Depending on the shading you’re intending to implement, the respective hit programs could be shared, because the optixGetHitKind() function allows to determine which primitive type has been intersected dynamically and then calculate the final vertex attributes from the respective intersection attribute registers accordingly inside the hit programs.

If the shading is very different, like a hair shader which would specifically require curve primitives to work, then it’s also fine if you program dedicated hit programs for each primitive and assign the matching programs inside the hit record for that geometry individually.

So each geometric primitive type needs its own hit record due the intersection program, but if you want to share the anyhit and closest hit programs among different primitive types, use the optixGetHitKind() information to determine how to calculate the required vertex attributes for the shading.

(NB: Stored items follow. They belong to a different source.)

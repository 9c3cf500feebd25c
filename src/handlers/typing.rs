// src/handlers/typing.rs

use std::sync::Arc;

use axum::{
    Extension, Json,
    extract::State,
    response::IntoResponse,
};
use serde_json::json;
use validator::Validate;

use crate::{
    db::{AttemptRepository, TextRepository},
    error::AppError,
    extract::{AppJson, AppPath},
    models::{attempt::SaveResultRequest, user::User},
    services::{content, stats},
};

/// Returns the text to type for a test.
/// A non-numeric id names no text and is a 404 like a missing one.
pub async fn typing_test(
    State(texts): State<Arc<dyn TextRepository>>,
    AppPath(text_id): AppPath<i64>,
) -> Result<impl IntoResponse, AppError> {
    let text = content::get_text(texts.as_ref(), text_id).await?;

    Ok(Json(json!({
        "title": "Тест печати",
        "text": text,
    })))
}

/// Stores the outcome of a finished test.
///
/// The session and its result are written in a single transaction.
pub async fn save_result(
    State(texts): State<Arc<dyn TextRepository>>,
    State(attempts): State<Arc<dyn AttemptRepository>>,
    Extension(user): Extension<User>,
    AppJson(req): AppJson<SaveResultRequest>,
) -> Result<impl IntoResponse, AppError> {
    req.validate()?;

    stats::record_attempt(texts.as_ref(), attempts.as_ref(), req.into_attempt(user.id)).await?;

    Ok(Json(json!({ "status": "success" })))
}
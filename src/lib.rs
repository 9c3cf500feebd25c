// src/lib.rs

pub mod config;
pub mod db;
pub mod error;
pub mod extract;
pub mod handlers;
pub mod models;
pub mod routes;
pub mod services;
pub mod state;
pub mod utils;

pub use routes::create_router;
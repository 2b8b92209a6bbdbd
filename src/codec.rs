//! Little-endian wire codec for the 24-byte segment header.
//!
//! ```text
//! +0  u32 conv
//! +4  u8  cmd
//! +5  u8  frg
//! +6  u16 wnd
//! +8  u32 ts
//! +12 u32 sn
//! +16 u32 una
//! +20 u32 len
//! +24 payload[len]
//! ```

use bytes::{Buf, BufMut};

use crate::error::InputError;

pub const HEADER_LEN: usize = 24;

#[derive(Debug, Clone, Copy, PartialEq, Eq)]
#[repr(u8)]
pub enum Command {
    Push = 81,
    Ack = 82,
    Wask = 83,
    Wins = 84,
}

impl Command {
    pub fn from_u8(v: u8) -> Result<Self, InputError> {
        match v {
            81 => Ok(Command::Push),
            82 => Ok(Command::Ack),
            83 => Ok(Command::Wask),
            84 => Ok(Command::Wins),
            other => Err(InputError::UnknownCommand(other)),
        }
    }
}

#[derive(Debug, Clone, Copy, PartialEq, Eq)]
pub struct Header {
    pub conv: u32,
    pub cmd: Command,
    pub frg: u8,
    pub wnd: u16,
    pub ts: u32,
    pub sn: u32,
    pub una: u32,
    pub len: u32,
}

impl Header {
    pub fn encode(&self, buf: &mut impl BufMut) {
        buf.put_u32_le(self.conv);
        buf.put_u8(self.cmd as u8);
        buf.put_u8(self.frg);
        buf.put_u16_le(self.wnd);
        buf.put_u32_le(self.ts);
        buf.put_u32_le(self.sn);
        buf.put_u32_le(self.una);
        buf.put_u32_le(self.len);
    }

    /// Decodes a header from the front of `buf` without consuming the
    /// payload bytes. Returns an error without advancing `buf` if the
    /// remaining bytes don't hold a full header.
    pub fn decode(buf: &mut impl Buf) -> Result<Self, InputError> {
        if buf.remaining() < HEADER_LEN {
            return Err(InputError::HeaderTooShort);
        }
        let conv = buf.get_u32_le();
        let cmd = Command::from_u8(buf.get_u8())?;
        let frg = buf.get_u8();
        let wnd = buf.get_u16_le();
        let ts = buf.get_u32_le();
        let sn = buf.get_u32_le();
        let una = buf.get_u32_le();
        let len = buf.get_u32_le();
        Ok(Header { conv, cmd, frg, wnd, ts, sn, una, len })
    }
}

/// Reads the `conv` field out of the first 4 bytes of a datagram, used to
/// demultiplex incoming datagrams onto the right instance.
pub fn peek_conv(buf: &[u8]) -> Option<u32> {
    if buf.len() < 4 {
        return None;
    }
    Some(u32::from_le_bytes([buf[0], buf[1], buf[2], buf[3]]))
}
//! A reliable, connection-oriented transport engine over an unreliable
//! datagram substrate.
//!
//! This crate is pure Rust logic: no threads, no locks, no FFI. One
//! [`Engine`] holds the protocol state for exactly one peer; the caller owns
//! scheduling, time, and the actual datagram socket.

mod ack;
mod codec;
mod config;
mod congestion;
mod engine;
mod error;
mod flush;
mod input;
mod rtt;
mod seq;
mod segment;
mod timing;
mod window;

pub use codec::{Command, Header, HEADER_LEN};
pub use config::{Config, Nodelay};
pub use engine::Engine;
pub use error::{ConfigError, InputError, RecvError, SendError};

#[cfg(test)]
mod tests {
    use super::*;

    fn wire(a: &mut Engine, b_inbox: std::rc::Rc<std::cell::RefCell<Vec<Vec<u8>>>>) {
        let inbox = b_inbox;
        a.set_output(move |bytes| inbox.borrow_mut().push(bytes.to_vec()));
    }

    #[test]
    fn loopback_delivers_a_short_message_in_order() {
        let a_to_b = std::rc::Rc::new(std::cell::RefCell::new(Vec::<Vec<u8>>::new()));
        let b_to_a = std::rc::Rc::new(std::cell::RefCell::new(Vec::<Vec<u8>>::new()));

        let cfg_a = Config::new(42).with_nodelay(Nodelay::Fast).with_interval(10);
        let cfg_b = Config::new(42).with_nodelay(Nodelay::Fast).with_interval(10);
        let mut a = Engine::create(cfg_a);
        let mut b = Engine::create(cfg_b);
        wire(&mut a, a_to_b.clone());
        wire(&mut b, b_to_a.clone());

        a.send(b"Hello, reliable world!").unwrap();

        let mut t = 0u32;
        let mut delivered = None;
        for _ in 0..200 {
            for dgram in a_to_b.borrow_mut().drain(..) {
                b.input(&dgram).unwrap();
            }
            for dgram in b_to_a.borrow_mut().drain(..) {
                a.input(&dgram).unwrap();
            }
            a.update(t);
            b.update(t);

            let mut out = [0u8; 64];
            if let Ok(n) = b.recv(&mut out) {
                delivered = Some(out[..n].to_vec());
                break;
            }
            t += 10;
        }

        assert_eq!(delivered.as_deref(), Some(&b"Hello, reliable world!"[..]));
    }

    #[test]
    fn empty_send_is_rejected() {
        let mut e = Engine::create(Config::new(1));
        assert_eq!(e.send(&[]), Err(SendError::EmptyData));
    }

    #[test]
    fn recv_on_empty_engine_reports_no_data() {
        let mut e = Engine::create(Config::new(1));
        let mut out = [0u8; 16];
        assert_eq!(e.recv(&mut out), Err(RecvError::NoData));
    }

    #[test]
    fn input_rejects_foreign_conversation_id() {
        let mut a = Engine::create(Config::new(1));
        let mut b = Engine::create(Config::new(2));
        a.set_output(|_| {});
        b.set_output(|_| {});
        a.send(b"x").unwrap();

        let captured = std::rc::Rc::new(std::cell::RefCell::new(Vec::<Vec<u8>>::new()));
        let sink = captured.clone();
        a.set_output(move |bytes| sink.borrow_mut().push(bytes.to_vec()));
        a.update(0);

        let mut saw_mismatch = false;
        for dgram in captured.borrow().iter() {
            if b.input(dgram).is_err() {
                saw_mismatch = true;
            }
        }
        assert!(saw_mismatch);
    }
}
//! Time-driven flush scheduling: `update` and `check` (SPEC_FULL §4.H).

const CLOCK_JUMP_THRESHOLD: i32 = 10_000;

#[derive(Debug, Default)]
pub struct FlushSchedule {
    ts_flush: u32,
    interval: u32,
    updated: bool,
}

impl FlushSchedule {
    pub fn new(interval: u32) -> Self {
        FlushSchedule { ts_flush: 0, interval, updated: false }
    }

    pub fn set_interval(&mut self, interval: u32) {
        self.interval = interval;
    }

    /// Returns `true` if a flush should run now.
    pub fn on_update(&mut self, current: u32) -> bool {
        if !self.updated {
            self.updated = true;
            self.ts_flush = current;
            return true;
        }

        let drift = crate::seq::diff(self.ts_flush, current);
        if !(-CLOCK_JUMP_THRESHOLD..=CLOCK_JUMP_THRESHOLD).contains(&drift) {
            // Clock jumped (system suspend, manual reset): resync instead of
            // flushing in a tight loop to catch up.
            self.ts_flush = current;
            return true;
        }

        if crate::seq::ge(current, self.ts_flush) {
            self.ts_flush += self.interval;
            true
        } else {
            false
        }
    }

    /// Earliest time the caller should call `update` again, given the
    /// earliest pending retransmission deadline among in-flight segments.
    pub fn check(&self, current: u32, earliest_resend: Option<u32>) -> u32 {
        if !self.updated {
            return current;
        }
        let mut next = self.ts_flush;
        if let Some(resend) = earliest_resend {
            if crate::seq::lt(resend, next) {
                next = resend;
            }
        }
        if crate::seq::le(next, current) {
            return current;
        }
        let cap = current + self.interval;
        if crate::seq::gt(next, cap) {
            cap
        } else {
            next
        }
    }
}

#[cfg(test)]
mod tests {
    use super::*;

    #[test]
    fn first_update_always_flushes() {
        let mut s = FlushSchedule::new(100);
        assert!(s.on_update(12345));
    }

    #[test]
    fn no_flush_before_interval_elapses() {
        let mut s = FlushSchedule::new(100);
        s.on_update(0);
        assert!(!s.on_update(50));
        assert!(s.on_update(100));
    }

    #[test]
    fn clock_jump_resyncs_instead_of_catching_up() {
        let mut s = FlushSchedule::new(100);
        s.on_update(0);
        assert!(s.on_update(50_000));
    }

    #[test]
    fn check_returns_current_when_already_due() {
        let mut s = FlushSchedule::new(100);
        s.on_update(0);
        assert_eq!(s.check(200, None), 200);
    }

    #[test]
    fn check_prefers_earlier_resend_deadline() {
        let mut s = FlushSchedule::new(100);
        s.on_update(0);
        s.on_update(0); // advances ts_flush to 100
        assert_eq!(s.check(10, Some(50)), 50);
    }

    #[test]
    fn check_before_update_returns_current() {
        let s = FlushSchedule::default();
        assert_eq!(s.check(42, None), 42);
    }
}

It’s also possible to handle all material types with a single closest hit program by using direct callable programs, as I’m showing in my OptiX 7 example programs (links in the sticky posts), but runtime performance is going to be better if implementing the material behavior in separate closest hit programs without callable programs. (OK, depending on the number of light types, direct callables for the light sampling would still be beneficial for code size.)

It’s basically a matter of reusing or duplicating code for different geometric primitives. Your choice.

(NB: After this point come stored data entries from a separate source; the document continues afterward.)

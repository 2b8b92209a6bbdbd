//! Pending-ACK ledger and the fastack pass (SPEC_FULL §4.E).

use crate::segment::SendBuffer;

/// Acks the receiver owes the peer, queued up to be flushed in a batch.
#[derive(Debug, Default)]
pub struct AckLedger {
    pending: Vec<(u32, u32)>,
}

impl AckLedger {
    pub fn push(&mut self, sn: u32, ts: u32) {
        self.pending.push((sn, ts));
    }

    pub fn drain(&mut self) -> Vec<(u32, u32)> {
        std::mem::take(&mut self.pending)
    }

    pub fn is_empty(&self) -> bool {
        self.pending.is_empty()
    }
}

/// Tracks the single highest-`sn`/latest-`ts` ack pair seen while processing
/// one incoming datagram, used to drive the fastack pass once the whole
/// datagram has been parsed.
#[derive(Debug, Default)]
pub struct AckWatermark {
    candidate: Option<(u32, u32)>,
}

impl AckWatermark {
    pub fn observe(&mut self, sn: u32, ts: u32) {
        match self.candidate {
            Some((candidate_sn, _)) if !crate::seq::gt(sn, candidate_sn) => {}
            _ => self.candidate = Some((sn, ts)),
        }
    }

    /// Increments `fastack` on every unacked segment whose `sn` is below the
    /// watermark's `sn` and whose `ts` doesn't postdate the watermark's `ts`
    /// — the double gate that keeps reordered acks from triggering spurious
    /// fast resends.
    pub fn apply_fastack(&self, snd_buf: &mut SendBuffer) {
        let Some((maxack, latest_ts)) = self.candidate else { return };
        for seg in snd_buf.0.iter_mut() {
            if crate::seq::lt(seg.sn, maxack) && !crate::seq::gt(seg.ts, latest_ts) {
                seg.fastack += 1;
            }
        }
    }
}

I would recommend making the closest hit programs as small as possible. Convoluted über-shaders might be slower because they could require more local data and registers. Depends in the use case.

Reduce the number of optixTrace calls inside the code to a minimum (my renderers have only two calls, one inside the raygen, one inside the closesthit for shadows.). Do not nest them deep inside conditionals when possible.

For ray types, you would usually not need more than two in a renderer one for radiance and one for visibility tests.
If the scene consists of only solid objects and no cutout opacity, you don’t even need anyhit and closest hit programs for that because you can implement a binary visibility test with a specific ray flag and a miss program.
Explained here: https://forums.developer.nvidia.com/t/anyhit-program-as-shadow-ray-with-optix-7-2/181312/2

If you think of adding specific ray types just for picking, for example, I wouldn’t do that but add a special case into the radiance ray’s closest hit program to only return the necessary hit information and flag that picking mode via a launch parameter. Mind that only 16 different ray types are possible in an SBT because the ray’s sbtStride and sbtOffset values are only 4 bit wide.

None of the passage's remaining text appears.